Je commence à avoir un doute : y aurait-il donc au rectorat à côté de mon dossier officiel, un dossier officieux me concernant ? Dossier officieux contenant « les différents blâmes qui ont été prononcés à l’encontre des agissements de M. Chazerans [qui] étaient restés jusqu’alors sans effet » et les traces des « accusations régulièrement portées à la connaissance du rectorat » : les nombreuses lettres et appels téléphoniques des parents et des élèves. Quoi qu’il en soit, et je fais l’hypothèse que devant leur échec à me coincer sur mes activités militantes, en particulier au sein du DAL86, les autorités n’auraient-elles pas décidé de me coincer concernant mon travail de professeur de philosophie ?

Et tous les moyens sont bons. En février 2014, mon chef d’établissement baisse ma note administrative pour des raisons pédagogiques. « Poitiers le 12 février 2014. Notation de M. Jean-François Chazerans Année scolaire 2013-2014. Je suis régulièrement interpellée par des parents d’élèves inquiets de l’insuffisance du contenu pédagogique des séquences proposées aux élèves de terminale en cours de philosophie [mais où sont donc les preuves de ce que mon chef d’établissement avance ?]. Par ailleurs peu de devoirs ont été réalisés au 1er trimestre, les élèves ayant la liberté de rendre des travaux. En début d’année Monsieur Chazerans s’est présenté à ses classes de façon provocatrice, ce qui a choqué plusieurs élèves. J’ai de nouveau été saisie par les parents concernant cette posture de l’enseignant [mais où sont donc les preuves de ce que mon chef d’établissement avance ?]. J’ai demandé à monsieur Chazerans de bien vouloir suivre les contenus et objectifs du programme actuellement définis, de préparer de façon plus sérieuse et consciencieuse ses élèves à l’enseignement de la philosophie et à l’examen du baccalauréat« . Une pseudo inspection pédagogique de philosophie faite par mon chef d’établissement sur la base de racontars de parents, surtout que ma note avait été augmentée l’année précédente et que l’appréciation de mon chef d’établissement était : « Monsieur Chazerans doit poursuivre sa réflexion pour répondre aux attentes de tous ces [sic] élèves.
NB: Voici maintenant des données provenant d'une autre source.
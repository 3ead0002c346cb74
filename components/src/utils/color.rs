use std::fmt::{self, Display, Formatter};

/// All colors supported by CSS class names in the app.
#[derive(Debug, Clone, Copy, Default, PartialEq, Eq, PartialOrd, Ord)]
pub enum Color {
	/// Primary accent color. This is the default.
	#[default]
	Primary,
	/// Secondary background color.
	Secondary,
	/// White color.
	White,
	/// Black color.
	Black,
	/// Grey color.
	Grey,
	/// Success green color.
	Success,
	/// Warning orange color.
	Warning,
	/// Error red color.
	Error,
	/// Disabled color.
	Disabled,
}

impl Display for Color {
	fn fmt(&self, f: &mut Formatter<'_>) -> fmt::Result {
		write!(f, "{}", self.as_css_name())
	}
}

impl Color {
	/// Returns the CSS name of the color.
	pub const fn as_css_name(self) -> &'static str {
		match self {
			Self::Primary => "primary",
			Self::Secondary => "secondary",
			Self::White => "white",
			Self::Black => "black",
			Self::Grey => "grey",
			Self::Success => "success",
			Self::Warning => "warning",
			Self::Error => "error",
			Self::Disabled => "disabled",
		}
	}
}

/// The shade variants of the secondary background color, used by inputs and
/// modals to sit on different surfaces.
#[derive(Debug, Clone, Copy, Default, PartialEq, Eq, PartialOrd, Ord)]
pub enum SecondaryColorVariant {
	/// The light shade. This is the default.
	#[default]
	Light,
	/// The medium shade.
	Medium,
	/// The dark shade.
	Dark,
}

impl SecondaryColorVariant {
	/// Returns the CSS name of the variant.
	pub const fn as_css_name(self) -> &'static str {
		match self {
			Self::Light => "light",
			Self::Medium => "medium",
			Self::Dark => "dark",
		}
	}
}

/// The severity of a notification, mapped onto alert colors.
#[derive(Debug, Clone, Copy, Default, PartialEq, Eq, PartialOrd, Ord)]
pub enum NotificationType {
	/// A success notification.
	Success,
	/// A warning notification.
	#[default]
	Warning,
	/// An error notification.
	Error,
}

impl NotificationType {
	/// Returns the color an alert of this severity is rendered in.
	pub const fn as_color(self) -> Color {
		match self {
			Self::Success => Color::Success,
			Self::Warning => Color::Warning,
			Self::Error => Color::Error,
		}
	}
}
Professeur assurant ses missions correctement« .

Je conteste :

Jean-François CHAZERANS
Professeur de philosophie
Lycée Victor Hugo
86000 POITIERS
Monsieur le Recteur
Sous couvert du Chef d’établissement
Du Lycée Victor Hugo
86000 POITIERS

Poitiers, le 17 mars 2014

Objet : contestation de ma note administrative.

Monsieur le Recteur,

Par la présente, j’ai l’honneur de vous adresser une contestation de ma récente note administrative. Les raisons invoquées par mon chef d’établissement quant à sa baisse, en aucun cas ne sont administratives.
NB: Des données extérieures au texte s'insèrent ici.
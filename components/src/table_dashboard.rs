use crate::imports::*;

/// The standard dashboard table: a heading row followed by caller-rendered
/// rows. Column widths are driven by the `flex-col-*` classes of the
/// headings and cells.
#[component]
pub fn TableDashboard(
	/// The grid width of each column, out of twelve.
	column_grids: Vec<i32>,
	/// The heading cells, one per column.
	headings: Vec<View>,
	/// The rows of the table.
	render_rows: View,
) -> impl IntoView {
	view! {
		<table class="full-width fc-fs-fs">
			<thead class="fr-fs-ct full-width px-xl py-sm">
				<tr class="fr-fs-ct full-width">
					{headings
						.into_iter()
						.zip(column_grids)
						.map(|(heading, width)| {
							view! {
								<th class={format!("flex-col-{} fr-ct-ct", width)}>{heading}</th>
							}
						})
						.collect_view()}
				</tr>
			</thead>
			<tbody class="fc-fs-fs full-width">{render_rows}</tbody>
		</table>
	}
}
use crate::imports::*;

/// An inline notification line, colored by severity.
#[component]
pub fn Alert(
	/// The severity of the alert
	#[prop(into, optional)]
	r#type: MaybeSignal<NotificationType>,
	/// The message to display
	#[prop(into)]
	message: MaybeSignal<String>,
	/// Additional class names to apply to the alert, if any
	#[prop(into, optional)]
	class: MaybeSignal<String>,
) -> impl IntoView {
	let class = move || {
		format!(
			"alert fr-fs-ct txt-{} {}",
			r#type.get().as_color().as_css_name(),
			class.get(),
		)
	};

	view! {
		<p class={class}>
			<Icon
				icon={IconType::AlertCircle}
				size={Size::ExtraSmall}
				color={Signal::derive(move || r#type.get().as_color())}
				class="mr-xs"
			/>
			{message}
		</p>
	}
}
En effet, l’appréciation générale que je doive « poursuivre ma réflexion pour répondre aux attentes de tous mes élèves » et que mon « enseignement doit répondre aux contenus et exigences des programmes » ainsi que ce qui est précisé dans le rapport : « l’insuffisance du contenu pédagogique« , le « peu de devoirs » et le fait que mon chef d’établissement me demande « de bien vouloir suivre les contenus et objectifs du programme actuellement définis, de préparer de façon plus sérieuse et consciencieuse mes élèves à l’enseignement de la philosophie et à l’examen du baccalauréat » ne sont pas évaluables par le chef d’établissement dans le cadre administratif qui est le sien.
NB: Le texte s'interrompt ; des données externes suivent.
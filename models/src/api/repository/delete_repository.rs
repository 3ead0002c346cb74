use serde::{Deserialize, Serialize};

/// Response body for `DELETE /namespaces/:namespace/repositories/:name`. The
/// repository and its auth secret are removed together.
#[derive(Debug, Clone, Default, Serialize, Deserialize, PartialEq)]
#[serde(rename_all = "camelCase")]
pub struct DeleteRepositoryResponse {}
Je suis aussi très surpris que mon chef d’établissement déclare qu’elle est « régulièrement interpellée par des parents d’élèves inquiets de l’insuffisance du contenu pédagogique des séquences proposées aux élèves de terminale en cours de philosophie« . En effet, mon chef d’établissement ne m’a convoqué qu’une seule fois cette année, dès le début de l’année, au sujet non pas « de l’insuffisance du contenu pédagogique des séquences proposées aux élèves de terminale en cours de philosophie » et pour cause puisque nous n’en n’étions qu’au début de l’année, mais de ma façon « provocatrice » de me présenter à mes classes qui aurait, d’après leurs parents, « choqué plusieurs élèves ». J’en ai immédiatement reparlé avec mes classes. Aucun élève ne s’est déclaré choqué. Et pour cause puisque ce que mon chef d’établissement suivant les parents d’élèves qualifie un peu trop rapidement de « provocation » entre en fait dans « l’accès à l’exercice réfléchi du jugement » inscrit au programme de philosophie. Cela m’a permis d’ailleurs, puisque nous en étions à la question de savoir comment on devient philosophe, de développer toute une réflexion critique sur la question : obéir aux lois ou obéir aux hommes ?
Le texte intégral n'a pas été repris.